The relative expression levels of transcripts under the different conditions were normalized based on the expression of an endogenous control gene, ubiquitin 5 (UBQ5)62 using the 2−∆∆Ct method63. The qbase + software Version: 3.264 was used for analysis.

RNAseq

Library construction and sequencing

For library construction, RNAs were purified on RNAClean XP beads and then analyzed by capillary electrophoresis (Fragment Analyser). Highly pure mRNA was isolated from the total RNA using oligo (dT) beads. The Illumina TruSeq RNA Library Prep Kit v2 was used to synthesize the second strand cDNAs library. Sequencing was performed on an Illumina HiSeq 2500 using the Sequence By Synthesis (SBS) technique using the TruSeq Rapid SBS kit (Illumina). Sequencing results were obtained as single-end reads (50 bp each) in the FASTQ format.
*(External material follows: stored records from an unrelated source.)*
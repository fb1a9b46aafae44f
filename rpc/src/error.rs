use thiserror::Error;

pub type Result<T> = std::result::Result<T, RpcError>;

#[derive(Error, Debug)]
pub enum RpcError {
    #[error(transparent)]
    Io(#[from] std::io::Error),

    #[error("failed to encode message: {0}")]
    Encode(#[from] rmp_serde::encode::Error),

    #[error("failed to decode message: {0}")]
    Decode(#[from] rmp_serde::decode::Error),

    /// The host answered the request with an error payload.
    #[error("{method} failed: {message}")]
    Remote { method: String, message: String },

    /// The transport is gone; no further messages can be exchanged.
    #[error("rpc session closed: {0}")]
    Closed(String),

    #[error("a request handler for `{0}` is already registered")]
    DuplicateHandler(String),
}

impl RpcError {
    /// Errors of this kind end the session. Everything else is scoped to a
    /// single call.
    pub fn is_fatal(&self) -> bool {
        matches!(
            self,
            RpcError::Io(_) | RpcError::Decode(_) | RpcError::Closed(_)
        )
    }
}
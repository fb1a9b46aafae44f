//! The editor operations foresight consumes.
//!
//! [`Host`] is the seam between the prediction/edit logic and the editor
//! process. The production implementation is [`crate::rpc_host::RpcHost`];
//! integration tests drive an in-memory one.

use async_trait::async_trait;

use crate::error::Result;

pub type BufferId = i64;
pub type NamespaceId = i64;

/// A location in a buffer as the host addresses it: zero-based row, byte
/// column.
#[derive(Debug, Clone, Copy, PartialEq, Eq, Default)]
pub struct Point {
    pub row: usize,
    pub col: usize,
}

impl Point {
    pub fn new(row: usize, col: usize) -> Self {
        Self { row, col }
    }
}

/// Non-destructive annotations drawn in the preview namespace.
#[derive(Debug, Clone, PartialEq, Eq)]
pub enum Decoration {
    /// Strike through the host text in `start..end`.
    Strikethrough { start: Point, end: Point },
    /// Ghost text anchored at `at`. The first line is drawn inline; any
    /// further lines are drawn as virtual lines below `at.row`.
    Ghost { at: Point, lines: Vec<String> },
    /// Marker at the end of `row` while a request is in flight.
    Pending { row: usize, text: String },
}

/// Host-side hooks installed while a preview is displayed.
#[derive(Debug, Clone, PartialEq, Eq)]
pub struct ListenerHandle {
    pub buffer: BufferId,
    pub ids: Vec<i64>,
}

#[async_trait]
pub trait Host: Send + Sync {
    async fn current_buffer(&self) -> Result<BufferId>;

    /// Display name of `buffer`, empty for unnamed buffers.
    async fn buffer_name(&self, buffer: BufferId) -> Result<String>;

    async fn line_count(&self, buffer: BufferId) -> Result<usize>;

    /// Lines `start..end`. Ranges past the end of the buffer are truncated.
    async fn get_lines(&self, buffer: BufferId, start: usize, end: usize) -> Result<Vec<String>>;

    /// Replace lines `start..end` with `lines`.
    async fn set_lines(
        &self,
        buffer: BufferId,
        start: usize,
        end: usize,
        lines: Vec<String>,
    ) -> Result<()>;

    /// Replace the text in `start..end` with `lines`.
    async fn set_text(
        &self,
        buffer: BufferId,
        start: Point,
        end: Point,
        lines: Vec<String>,
    ) -> Result<()>;

    /// Cursor of the current window.
    async fn cursor(&self) -> Result<Point>;

    async fn set_cursor(&self, at: Point) -> Result<()>;

    /// Short mode name, `"n"` for normal mode.
    async fn mode(&self) -> Result<String>;

    async fn create_namespace(&self, name: &str) -> Result<NamespaceId>;

    async fn decorate(
        &self,
        buffer: BufferId,
        namespace: NamespaceId,
        decoration: &Decoration,
    ) -> Result<()>;

    async fn clear_namespace(&self, buffer: BufferId, namespace: NamespaceId) -> Result<()>;

    /// Install the hooks that report an implicit dismissal of the preview in
    /// `buffer` through a `prediction_dismissed` notification. When
    /// `watch_mode_change` is set, leaving normal mode also dismisses.
    async fn install_preview_listeners(
        &self,
        buffer: BufferId,
        watch_mode_change: bool,
    ) -> Result<ListenerHandle>;

    async fn remove_preview_listeners(&self, handle: &ListenerHandle) -> Result<()>;

    /// Best-effort flag the host can use to show that a preview is up.
    async fn set_prediction_active(&self, active: bool);

    /// Best-effort message to the user.
    async fn report_error(&self, message: &str);
}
Differential gene expression analysis

Clean reads were aligned to the reference genome5 and counted with Bioconductor R package Rsubrea65. The read counts were used to performed the Differential Expression Genes analysis with edgeR package of Bioconductor66. Pairwise comparisons were performed between four datasets: non-treated SosatC88 vs non-treated Souna3, MeJA-treated SosatC88 vs MeJA-treated Souna3, MeJA-treated SosatC88 vs non-treated SosatC88, and MeJA-treated Souna3 vs non-treated Souna3. False Discovery Rate (FDR) < 0.05 and log|Fold change|> 2 were considered as the conditions to state the genes as differentially expressed.
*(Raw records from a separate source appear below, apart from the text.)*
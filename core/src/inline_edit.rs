use std::sync::Arc;
use std::time::Duration;

use serde::Deserialize;
use tracing::info;

use crate::error::ForesightErr;
use crate::error::Result;
use crate::host::BufferId;
use crate::host::Host;
use crate::host::Point;
use crate::model::ModelClient;
use crate::model::ModelRequest;
use crate::model::inline_edit_tool;
use crate::prompt::INLINE_EDIT_SYSTEM_PROMPT;
use crate::prompt::inline_edit_prompt;

/// Zero-based cursor as sent by the host.
#[derive(Debug, Clone, Copy, PartialEq, Eq, Deserialize)]
pub struct CursorPosition {
    pub row: usize,
    pub col: usize,
}

/// Lines are 1-based and inclusive. With both columns set (zero-based
/// bytes, end exclusive) the selection covers an exact character range.
#[derive(Debug, Clone, PartialEq, Eq, Deserialize)]
pub struct Selection {
    pub start_line: usize,
    pub end_line: usize,
    #[serde(default)]
    pub start_col: Option<usize>,
    #[serde(default)]
    pub end_col: Option<usize>,
}

/// Arguments of the `inline_edit` request.
#[derive(Debug, Clone, PartialEq, Eq, Deserialize)]
pub struct InlineEditRequest {
    pub buffer: BufferId,
    pub file_path: String,
    pub content: String,
    pub cursor: CursorPosition,
    pub instruction: String,
    #[serde(default)]
    pub selection: Option<Selection>,
}

impl InlineEditRequest {
    pub fn line_count(&self) -> usize {
        self.content.split('\n').count()
    }

    /// Text covered by the selection, if the selection lies inside the
    /// content.
    pub fn selected_text(&self) -> Option<String> {
        let selection = self.selection.as_ref()?;
        if selection.start_line == 0
            || selection.start_line > selection.end_line
            || selection.end_line > self.line_count()
        {
            return None;
        }
        let lines: Vec<&str> = self
            .content
            .split('\n')
            .skip(selection.start_line - 1)
            .take(selection.end_line - selection.start_line + 1)
            .collect();
        let (Some(start_col), Some(end_col)) = (selection.start_col, selection.end_col) else {
            return Some(lines.join("\n"));
        };
        let last = lines.len() - 1;
        let mut selected = Vec::with_capacity(lines.len());
        for (index, line) in lines.iter().enumerate() {
            let from = if index == 0 { start_col.min(line.len()) } else { 0 };
            let to = if index == last { end_col.min(line.len()) } else { line.len() };
            selected.push(line.get(from..to.max(from)).unwrap_or_default());
        }
        Some(selected.join("\n"))
    }
}

#[derive(Debug, Deserialize)]
#[serde(rename_all = "camelCase")]
struct LineEdit {
    start_line: usize,
    end_line: usize,
    replace: String,
}

#[derive(Debug, Deserialize)]
struct SelectionEdit {
    replace: String,
}

pub struct InlineEditor {
    host: Arc<dyn Host>,
    model: Arc<dyn ModelClient>,
    timeout: Option<Duration>,
}

impl InlineEditor {
    pub fn new(host: Arc<dyn Host>, model: Arc<dyn ModelClient>, timeout: Option<Duration>) -> Self {
        Self {
            host,
            model,
            timeout,
        }
    }

    /// Ask the model for the edit described by `request` and write it into
    /// the buffer. Nothing is written unless the model output is valid.
    pub async fn run(&self, request: &InlineEditRequest) -> Result<()> {
        let model_request = ModelRequest {
            system: INLINE_EDIT_SYSTEM_PROMPT.to_string(),
            prompt: inline_edit_prompt(request),
            tool: inline_edit_tool(request.selection.is_some()),
        };
        let call = self.model.complete(&model_request);
        let output = match self.timeout {
            Some(limit) => tokio::time::timeout(limit, call)
                .await
                .map_err(|_| ForesightErr::model_timeout(limit))??,
            None => call.await?,
        }
        .ok_or(ForesightErr::NoStructuredResult)?;

        let line_count = request.line_count();
        match &request.selection {
            None => {
                let edit: LineEdit =
                    serde_json::from_value(output).map_err(ForesightErr::InvalidModelOutput)?;
                check_line_range(edit.start_line, edit.end_line, line_count)?;
                self.host
                    .set_lines(
                        request.buffer,
                        edit.start_line - 1,
                        edit.end_line,
                        split_lines(&edit.replace),
                    )
                    .await?;
                info!(
                    buffer = request.buffer,
                    start_line = edit.start_line,
                    end_line = edit.end_line,
                    "applied inline edit"
                );
            }
            Some(selection) => {
                let edit: SelectionEdit =
                    serde_json::from_value(output).map_err(ForesightErr::InvalidModelOutput)?;
                check_line_range(selection.start_line, selection.end_line, line_count)?;
                let lines = split_lines(&edit.replace);
                match (selection.start_col, selection.end_col) {
                    (Some(start_col), Some(end_col)) => {
                        self.host
                            .set_text(
                                request.buffer,
                                Point::new(selection.start_line - 1, start_col),
                                Point::new(selection.end_line - 1, end_col),
                                lines,
                            )
                            .await?
                    }
                    _ => {
                        self.host
                            .set_lines(
                                request.buffer,
                                selection.start_line - 1,
                                selection.end_line,
                                lines,
                            )
                            .await?
                    }
                }
                info!(
                    buffer = request.buffer,
                    start_line = selection.start_line,
                    end_line = selection.end_line,
                    "applied inline edit to selection"
                );
            }
        }
        Ok(())
    }
}

fn check_line_range(start: usize, end: usize, line_count: usize) -> Result<()> {
    if start == 0 || start > end || end > line_count {
        return Err(ForesightErr::LineRangeOutOfBounds {
            start,
            end,
            line_count,
        });
    }
    Ok(())
}

fn split_lines(text: &str) -> Vec<String> {
    text.strip_suffix('\n')
        .unwrap_or(text)
        .split('\n')
        .map(str::to_string)
        .collect()
}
Functional annotation of transcripts and genes enrichment analysis

The sequence similarity search was carried out against the National Center for Biotechnology Information (NCBI) non-redundant (nr) protein database and the Swiss-Prot protein database using the BLASTx algorithm from Blast2GO67 specifying E-values < 10–5. Gene Ontology (GO) categorization was done with Blast2GO. From the annotated GO file, we classified and plotted the DEGs according to the official classification (Molecular Function, Biological Process and Cellular Component), using WEGO 2.068,69 and functional enrichment analysis was also performed using Goseq70, a bioconductor R package implemented in galaxy70 using Wallenius method.

DEGs were then mapped on the biological pathways of the web-based Kyoto Encyclopedia of Genes and Genomes (KEGG) web-based annotation server (KASS) by running Blastx against KEGG GENES (Kyoto Encyclopedia) https://www.genome.jp/kegg/kaas/. We completed the KEGG annotation using the KEGG result files of millet genome information uploaded to GIGAdb71. The result contains KO assignments (KEGG Orthology) and KEGG pathways were automatically generated. KEGG enrichment analysis was also performed based on the same criteria described above for GO.